Azure-Samples / cognitive-services-speech-sdk

Sample code for the Microsoft Cognitive Services Speech SDK
MIT License
2.82k stars 1.82k forks source link

Python AudioDataStream.read_data should not modify immutable bytes object #2337

Open msehnout opened 5 months ago

msehnout commented 5 months ago

Hello

This sample can lead to subtle bugs: https://github.com/Azure-Samples/cognitive-services-speech-sdk/blob/1b2d61bf540622eea1e194b8af7f38fc914bb931/samples/python/console/speech_synthesis_sample.py#L386

            audio_buffer = bytes(16000)
            total_size = 0
            filled_size = audio_data_stream.read_data(audio_buffer)
            while filled_size > 0:
                print("{} bytes received.".format(filled_size))
                total_size += filled_size
                filled_size = audio_data_stream.read_data(audio_buffer)

The problem is that bytes type is immutable in Python, but Speech SDK uses native C library and it modifies the immutable type: https://docs.python.org/3/library/stdtypes.html#bytes-objects

I stumbled upon the bug when I tried to accumulate the buffer in a separate function like this:

buffer = b""
for chunk in stream_from_azure:
   buffer += chunk

where the iterator was implemented like this:

            audio_buffer = bytes(16000)
            while filled_size > 0:
                filled_size = audio_data_stream.read_data(audio_buffer)
                yield audio_buffer[:filled_size]

And the result was corrupted.

The SDK should probably take bytearray instead: https://docs.python.org/3/library/stdtypes.html#bytearray-objects Because it is a mutable counterpart to bytes objects.

I could not find a better place to report this issue. Please let me know if I can submit it somewhere else.
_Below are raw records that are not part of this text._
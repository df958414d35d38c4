/*
    reminiscence-rs | Rust CLI tool to relive last year's seasons on Spotify.
    Copyright (C) 2025  Israel Alberto Roldan Vega

    This program is free software: you can redistribute it and/or modify
    it under the terms of the GNU Affero General Public License as published
    by the Free Software Foundation, either version 3 of the License, or
    (at your option) any later version.

    This program is distributed in the hope that it will be useful,
    but WITHOUT ANY WARRANTY; without even the implied warranty of
    MERCHANTABILITY or FITNESS FOR A PARTICULAR PURPOSE.  See the
    GNU Affero General Public License for more details.

    You should have received a copy of the GNU Affero General Public License
    along with this program.  If not, see <https://www.gnu.org/licenses/>.
*/

use crate::season::{CalendarWindow, MonthDay};
use chrono::{DateTime, Datelike, Duration, NaiveDate, TimeZone, Utc};
use serde::{Deserialize, Serialize};

/// Concrete start and end of the season to look back on.
#[derive(Debug, Clone, Copy, PartialEq, Eq, Serialize, Deserialize)]
pub struct DateRange {
    pub start: DateTime<Utc>,
    pub end: DateTime<Utc>,
}

impl DateRange {
    /// Picks the summer override when `summer` is set, `days` around last year otherwise.
    pub fn build(days: i64, summer: bool, now: DateTime<Utc>) -> Self {
        if summer {
            Self::summer(now)
        } else {
            Self::around_last_year(days, now)
        }
    }

    /// A window of `days` centered on this day one year ago.
    ///
    /// `days / 2` truncates, so odd spans lose a day. Negative spans produce a
    /// reversed range, which the matcher reads as a wrapping window. Spans past
    /// chrono's limits saturate at the earliest or latest representable instant.
    pub fn around_last_year(days: i64, now: DateTime<Utc>) -> Self {
        let anchor = shift(now, -365);
        let half = days / 2;
        Self {
            start: shift(anchor, -half),
            end: shift(anchor, half),
        }
    }

    /// June 1 to August 31 of the year of `now`.
    pub fn summer(now: DateTime<Utc>) -> Self {
        let year = now.year();
        Self {
            start: day_at(year, 6, 1, 0, 0, 0),
            end: day_at(year, 8, 31, 23, 59, 59),
        }
    }

    pub fn window(&self) -> CalendarWindow {
        CalendarWindow::new(MonthDay::of(&self.start), MonthDay::of(&self.end))
    }

    pub fn playlist_name(&self) -> String {
        format!(
            "reminiscence {} - {}",
            self.start.format("%B %d"),
            self.end.format("%B %d")
        )
    }

    pub fn playlist_description(&self) -> String {
        format!(
            "Songs between {} and {}, created by reminiscence",
            self.start.format("%B %d"),
            self.end.format("%B %d")
        )
    }
}

fn shift(date: DateTime<Utc>, days: i64) -> DateTime<Utc> {
    let saturated = if days < 0 {
        DateTime::<Utc>::MIN_UTC
    } else {
        DateTime::<Utc>::MAX_UTC
    };
    Duration::try_days(days)
        .and_then(|delta| date.checked_add_signed(delta))
        .unwrap_or(saturated)
}

fn day_at(year: i32, month: u32, day: u32, h: u32, m: u32, s: u32) -> DateTime<Utc> {
    // June 1 and August 31 exist in every year.
    let naive = NaiveDate::from_ymd_opt(year, month, day)
        .and_then(|d| d.and_hms_opt(h, m, s))
        .unwrap_or_default();
    Utc.from_utc_datetime(&naive)
}

#[cfg(test)]
mod tests {
    use super::*;

    fn now() -> DateTime<Utc> {
        Utc.with_ymd_and_hms(2026, 10, 14, 18, 30, 0).unwrap()
    }

    #[test]
    fn test_range_is_centered_on_last_year() {
        let range = DateRange::around_last_year(30, now());
        assert_eq!(range.start, Utc.with_ymd_and_hms(2025, 9, 29, 18, 30, 0).unwrap());
        assert_eq!(range.end, Utc.with_ymd_and_hms(2025, 10, 29, 18, 30, 0).unwrap());
        assert_eq!(range.window().start, MonthDay::new(9, 29).unwrap());
        assert_eq!(range.window().end, MonthDay::new(10, 29).unwrap());
    }

    #[test]
    fn test_odd_span_truncates() {
        let range = DateRange::around_last_year(7, now());
        assert_eq!(range.end - range.start, Duration::days(6));
    }

    #[test]
    fn test_zero_span_is_a_single_day() {
        let range = DateRange::around_last_year(0, now());
        assert_eq!(range.start, range.end);
        assert_eq!(range.window().start, range.window().end);
    }

    #[test]
    fn test_negative_span_reverses_without_failing() {
        let range = DateRange::around_last_year(-30, now());
        assert!(range.start > range.end);
        assert!(range.window().is_wrapping());
    }

    #[test]
    fn test_huge_spans_saturate() {
        let range = DateRange::around_last_year(i64::MAX, now());
        assert_eq!(range.start, DateTime::<Utc>::MIN_UTC);
        assert_eq!(range.end, DateTime::<Utc>::MAX_UTC);

        let range = DateRange::around_last_year(400_000_000, now());
        assert_eq!(range.start, DateTime::<Utc>::MIN_UTC);
        assert_eq!(range.end, DateTime::<Utc>::MAX_UTC);
        assert!(range.window().contains(MonthDay::new(7, 4).unwrap()));

        let reversed = DateRange::around_last_year(i64::MIN, now());
        assert_eq!(reversed.start, DateTime::<Utc>::MAX_UTC);
        assert_eq!(reversed.end, DateTime::<Utc>::MIN_UTC);
    }

    #[test]
    fn test_summer_ignores_span() {
        let range = DateRange::build(90, true, now());
        assert_eq!(range.start, Utc.with_ymd_and_hms(2026, 6, 1, 0, 0, 0).unwrap());
        assert_eq!(range.end, Utc.with_ymd_and_hms(2026, 8, 31, 23, 59, 59).unwrap());
        assert_eq!(DateRange::build(90, false, now()), DateRange::around_last_year(90, now()));
    }

    #[test]
    fn test_playlist_naming() {
        let range = DateRange::around_last_year(30, now());
        assert_eq!(range.playlist_name(), "reminiscence September 29 - October 29");
        assert_eq!(
            range.playlist_description(),
            "Songs between September 29 and October 29, created by reminiscence"
        );
    }
}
yulin-li commented 5 months ago

Thanks for this issue. I agree with you that we should not modify this immutable object. We will discuss internally to update this as we don't want to introducing breaking changes at this time

yulin-li commented 5 months ago

And this is the right place to report this issue, this is the official Speech SDK repo

github-actions[bot] commented 4 months ago

This item has been open without activity for 19 days. Provide a comment on status and remove "update needed" label.